CDK5 kinase activity was quantified according to [44]. Briefly, EDU145 cells were lysed with RIPA buffer and protein concentration determined by Lowry assay. Following CDK5 immunoprecipitation on 500 μg protein lysate, a kinase assay was initiated using 10 μM CDK5 substrate peptide and 2 μCi [γ-32P]ATP for 20 min. The supernatant was spotted on phosphocellulose disks, incubated with 10% acetic acid for 30 min, and finally washed with 0.5% H3PO4, followed by acetone. 32P incorporation on CDK5 substrate peptide was measured using a scintillation counter.

Double transfection

siRNA was purchased from Dharmacon (100 Results Way Marlborough, MA 01752). 250 μM Dharmacon SMARTpool: ON-TARGETplus PRKCD siRNA (L-003524-00-0005) in NF water was electroporated into 5 × 106 S-DU145 shControl and shCDCP1 according to manufacturer’s optimized protocol for this cell line (Life Technologies, #MPK5000). Briefly, EDU145 cells were electroporated with two pulses of 1260 V. Cell lysate was collected and assessed for PKCδ and CDCP1 double knockdown at 48 and 72 h timepoints via western blot.

PKCδ constructs

PKCδ constructs were purchased from Addgene (75 Sidney Street, Suite 550A Cambridge, MA 02139). PKCδ-C2 domain (Addgene #16388) and wild-type PKCδ (Addgene #16386) were cloned into lentiviral vector pLenti-C-mGFP from OriGene (9620 Medical Center Dr., Suite 200, Rockville, MD 20850) (PS100071) via EcoRI digestion and ligation and transfected via electroporation using a Neon transfection system. 48 h later, positive cells were selected by FACS sorting GFP + population.

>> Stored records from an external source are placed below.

//! Book assembly - the full page sequence for a set of stories

use crate::constants::{END_CHAPTER_ID, WELCOME_CHAPTER_ID};
use crate::layout::{create_single_story_page, pack_chapter};
use crate::options::LayoutOptions;
use crate::types::*;
use std::collections::HashMap;

/// Stories of one chapter, in input order
#[derive(Debug, Clone, PartialEq)]
pub struct ChapterGroup<'a> {
    pub chapter_id: &'a str,
    pub chapter_name: &'a str,
    pub stories: Vec<&'a Story>,
}

/// Group stories by chapter.
///
/// Chapters appear in order of first appearance and stories keep their
/// relative order. The chapter name is taken from the first story seen.
pub fn group_by_chapter(stories: &[Story]) -> Vec<ChapterGroup<'_>> {
    let mut groups: Vec<ChapterGroup<'_>> = Vec::new();
    let mut index: HashMap<&str, usize> = HashMap::new();

    for story in stories {
        let slot = *index.entry(story.chapter_id.as_str()).or_insert_with(|| {
            groups.push(ChapterGroup {
                chapter_id: &story.chapter_id,
                chapter_name: &story.chapter_name,
                stories: Vec::new(),
            });
            groups.len() - 1
        });
        groups[slot].stories.push(story);
    }

    groups
}

/// Build the complete book: welcome page, then for each chapter an opener
/// followed by its packed story pages, then the end page.
///
/// Page numbers run from 1 with no gaps. Identical input always produces
/// identical output.
pub fn generate_book_pages_with_chapters(
    stories: &[Story],
    chapter_photos: &HashMap<String, String>,
    options: &LayoutOptions,
) -> Vec<PageModel> {
    let mut pages = Vec::new();

    pages.push(PageModel::new(
        1,
        TemplateId::Welcome,
        WELCOME_CHAPTER_ID,
        vec![ContentEntry::new(Slot::WelcomeTitle, options.welcome_text.as_str())],
    ));

    for group in group_by_chapter(stories) {
        pages.push(PageModel::new(
            pages.len() + 1,
            TemplateId::ChapterOpener,
            group.chapter_id,
            vec![ContentEntry::new(Slot::ChapterTitle, group.chapter_name)],
        ));

        let chapter_photo = chapter_photos.get(group.chapter_id).map(String::as_str);
        let chapter_pages = pack_chapter(
            &group.stories,
            group.chapter_id,
            chapter_photo,
            pages.len() + 1,
            options,
        );
        log::debug!(
            "Chapter {}: {} stories on {} pages",
            group.chapter_id,
            group.stories.len(),
            chapter_pages.len()
        );
        pages.extend(chapter_pages);
    }

    pages.push(PageModel::new(
        pages.len() + 1,
        TemplateId::End,
        END_CHAPTER_ID,
        vec![ContentEntry::new(Slot::EndTitle, options.end_text.as_str())],
    ));

    pages
}

/// One page per story, no chapter framing. Each page takes its chapter from
/// its story.
pub fn generate_book_pages(stories: &[Story], options: &LayoutOptions) -> Vec<PageModel> {
    stories
        .iter()
        .enumerate()
        .map(|(i, story)| create_single_story_page(story, &story.chapter_id, i + 1, options))
        .collect()
}
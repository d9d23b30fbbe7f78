use chrono::Local;
use log::{LevelFilter, Metadata, Record};
use std::io::Write;

/// Writes log records to stderr so stdout stays clean for command output
pub struct CliLogger {
    level: LevelFilter,
}

impl CliLogger {
    /// Level from the number of `-v` flags
    pub fn new(verbosity: u8) -> Self {
        let level = match verbosity {
            0 => LevelFilter::Warn,
            1 => LevelFilter::Info,
            2 => LevelFilter::Debug,
            _ => LevelFilter::Trace,
        };
        Self { level }
    }

    pub fn init(self) -> Result<(), log::SetLoggerError> {
        let level = self.level;
        log::set_boxed_logger(Box::new(self))?;
        log::set_max_level(level);
        Ok(())
    }
}

impl log::Log for CliLogger {
    fn enabled(&self, metadata: &Metadata) -> bool {
        metadata.level() <= self.level
    }

    fn log(&self, record: &Record) {
        if !self.enabled(record.metadata()) {
            return;
        }

        let mut stderr = std::io::stderr().lock();
        // Nowhere left to report a failed write
        let _ = writeln!(
            stderr,
            "{} {:<5} {}: {}",
            Local::now().format("%H:%M:%S%.3f"),
            record.level(),
            record.target(),
            record.args()
        );
    }

    fn flush(&self) {
        let _ = std::io::stderr().flush();
    }
}

#[cfg(test)]
mod tests {
    use super::*;
    use log::Log;

    #[test]
    fn verbosity_selects_level() {
        assert_eq!(CliLogger::new(0).level, LevelFilter::Warn);
        assert_eq!(CliLogger::new(1).level, LevelFilter::Info);
        assert_eq!(CliLogger::new(2).level, LevelFilter::Debug);
        assert_eq!(CliLogger::new(9).level, LevelFilter::Trace);
    }

    #[test]
    fn installs_as_global_logger() {
        CliLogger::new(2).init().unwrap();
        assert_eq!(log::max_level(), LevelFilter::Debug);
        assert!(log::logger().enabled(&Metadata::builder().level(log::Level::Debug).build()));
        log::debug!("logger installed");
    }
}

PKCδ DN was a gift from Bernard Weinstein (Addgene plasmid # 16389). PKCδ DN contains a K376R mutation. PKCδ DN and wild-type PKCδ (Plasmid #16386) were cloned into OriGene pLenti-C-mGFP (PS100071) and transfected via electroporation into EDU145 shCDCP1. After 48 h, cells positive for PKCδ DN were selected via FACS sorting the GFP + population.

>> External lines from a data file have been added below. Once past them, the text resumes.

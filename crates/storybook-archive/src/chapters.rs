//! The fixed chapter sequence of a life story book

/// Chapter excluded from completion tracking
pub const PHOTOS_CHAPTER_ID: &str = "photos";

#[derive(Debug, Clone, Copy, PartialEq, Eq)]
pub struct ChapterDefinition {
    pub id: &'static str,
    pub title: &'static str,
    pub question_count: usize,
}

impl ChapterDefinition {
    /// Optional chapters do not count towards completion
    pub fn is_optional(&self) -> bool {
        self.id == PHOTOS_CHAPTER_ID
    }
}

const fn chapter(id: &'static str, title: &'static str, question_count: usize) -> ChapterDefinition {
    ChapterDefinition {
        id,
        title,
        question_count,
    }
}

/// All chapters in book order
pub static CHAPTERS: [ChapterDefinition; 13] = [
    chapter("roots", "Roots & Family Background", 8),
    chapter("childhood", "Childhood (0–12)", 9),
    chapter("teenage", "Teenage Years", 9),
    chapter("young-adult", "Young Adulthood & Independence", 8),
    chapter("love", "Love, Relationships & Marriage", 9),
    chapter("wedding", "Wedding or Commitment", 4),
    chapter("parenthood", "Parenthood & Family Life", 9),
    chapter("work", "Work, Purpose & Passion", 8),
    chapter("challenges", "Challenges, Strength & Turning Points", 6),
    chapter("joy", "Joy, Hobbies & Everyday Life", 6),
    chapter("lessons", "Life Lessons, Beliefs & Looking Back", 8),
    chapter("messages", "Messages for the Future", 4),
    chapter(PHOTOS_CHAPTER_ID, "Photo Memories", 15),
];

pub fn find_chapter(id: &str) -> Option<&'static ChapterDefinition> {
    CHAPTERS.iter().find(|c| c.id == id)
}

/// Chapters that count towards completion
pub fn required_chapters() -> impl Iterator<Item = &'static ChapterDefinition> {
    CHAPTERS.iter().filter(|c| !c.is_optional())
}
use chrono::{DateTime, Utc};
use serde::{Deserialize, Serialize};
use std::collections::BTreeMap;
use std::fmt;
use std::str::FromStr;
use thiserror::Error;

#[derive(Error, Debug)]
pub enum ArchiveError {
    #[error("IO error: {0}")]
    Io(#[from] std::io::Error),
    #[error("JSON error: {0}")]
    Json(#[from] serde_json::Error),
    #[error("Unknown chapter: {0}")]
    UnknownChapter(String),
    #[error("Unknown parent: {0} (expected mom or dad)")]
    UnknownParent(String),
    #[error("Question {index} is out of range for chapter {chapter} ({count} questions)")]
    QuestionOutOfRange {
        chapter: String,
        index: usize,
        count: usize,
    },
}

pub type Result<T> = std::result::Result<T, ArchiveError>;

/// Authoring track. Each parent has an independent set of answers.
#[derive(Debug, Clone, Copy, PartialEq, Eq, Hash, PartialOrd, Ord, Serialize, Deserialize)]
#[serde(rename_all = "lowercase")]
pub enum Parent {
    Mom,
    Dad,
}

impl Parent {
    pub const ALL: [Parent; 2] = [Parent::Mom, Parent::Dad];

    pub fn as_str(self) -> &'static str {
        match self {
            Parent::Mom => "mom",
            Parent::Dad => "dad",
        }
    }
}

impl fmt::Display for Parent {
    fn fmt(&self, f: &mut fmt::Formatter<'_>) -> fmt::Result {
        f.write_str(self.as_str())
    }
}

impl FromStr for Parent {
    type Err = ArchiveError;

    fn from_str(s: &str) -> Result<Self> {
        match s.to_ascii_lowercase().as_str() {
            "mom" => Ok(Parent::Mom),
            "dad" => Ok(Parent::Dad),
            _ => Err(ArchiveError::UnknownParent(s.to_string())),
        }
    }
}

/// A stored answer to one chapter question
#[derive(Debug, Clone, PartialEq, Serialize, Deserialize)]
#[serde(rename_all = "camelCase")]
pub struct StoryAnswer {
    pub question: String,
    pub answer: String,
    /// Encoded image data, in display order
    #[serde(default, skip_serializing_if = "Vec::is_empty")]
    pub photos: Vec<String>,
    pub last_modified: DateTime<Utc>,
}

impl StoryAnswer {
    /// Whether the answer has anything worth printing
    pub fn has_content(&self) -> bool {
        !self.answer.is_empty() || !self.photos.is_empty()
    }
}

/// Answers of one chapter keyed by question index
pub type ChapterData = BTreeMap<usize, StoryAnswer>;

/// Answers of one parent keyed by chapter id
pub type StoryData = BTreeMap<String, ChapterData>;

/// Progress of one parent through the required chapters
#[derive(Debug, Clone, Copy, PartialEq, Eq, Serialize)]
#[serde(rename_all = "camelCase")]
pub struct CompletionStats {
    pub completed_chapters: usize,
    pub total_chapters: usize,
    pub percent_complete: usize,
    /// Chapters with at least one answer that are not complete yet
    pub started_chapters: usize,
    pub is_fully_complete: bool,
}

CDK5 and CDK5R1/p35 constructs

CDK5 mutant design was conducted as described in [78]. CDK5 mutants were generated at GENEWIZ (3235 Grande Vista Drive Newbury Park, CA 91320). CDK5-Myc-DDK (RC200342) and pLenti-C-Myc-DDK-IRES-Puro vector (PS100069) were purchased from Origene and sent to GENEWIZ. GENEWIZ performed synthesis of CDK5-T77A mutant (ACT to GCT) and CDK5-T77D mutant (ACT to GAT) by adding 5′ (BamHI) and 3′ (NheI) sequences, and using site-specific mutagenesis at position 271 to change ACT to GCT (Mutant #1) and to change ACT to GAT (Mutant #2). GENEWIZ performed sequence verification and custom cloning into pLenti-C-Myc-DDK-IRES-Puro (Kanamycin) via 5′ BamHI and 3′ NheI. The CDK5 constructs were transfected via electroporation into EDU145 shControl and shCDCP1. Positive cells were selected via treatment with 5 μg/mL Puromycin. Co-immunoprecipitations of the mutants with MYC-tag antibody were performed as described above.

CDK5R1/p35 constructs

CDK5R1/p35 mutants were generated at GENEWIZ (3235 Grande Vista Drive Newbury Park, CA 91320). GENEWIZ obtained a CDK5R1/p35 clone and sequenced the clone for verification. GENEWIZ performed synthesis of Mutant #1 (Y231 to F) and Mutant #2 (Y234 to F) by using site-specific mutagenesis to change 379 TAC to TTC (Mutant #1) and to change TAC to TTC (Mutant #2). GENEWIZ performed sequence verification and custom cloning into pLenti-C-Myc-DDK-IRES-Puro (Kanamycin) via 5′ BamHI and 3′ NheI. The CDK5R1/p35 constructs were transfected by themselves or together with PKC mutants via electroporation into EDU145 shCDCP1. Positive cells were selected via treatment with 5 μg/mL puromycin. Co-immunoprecipitations of the mutants with MYC-tag antibody were performed as described above.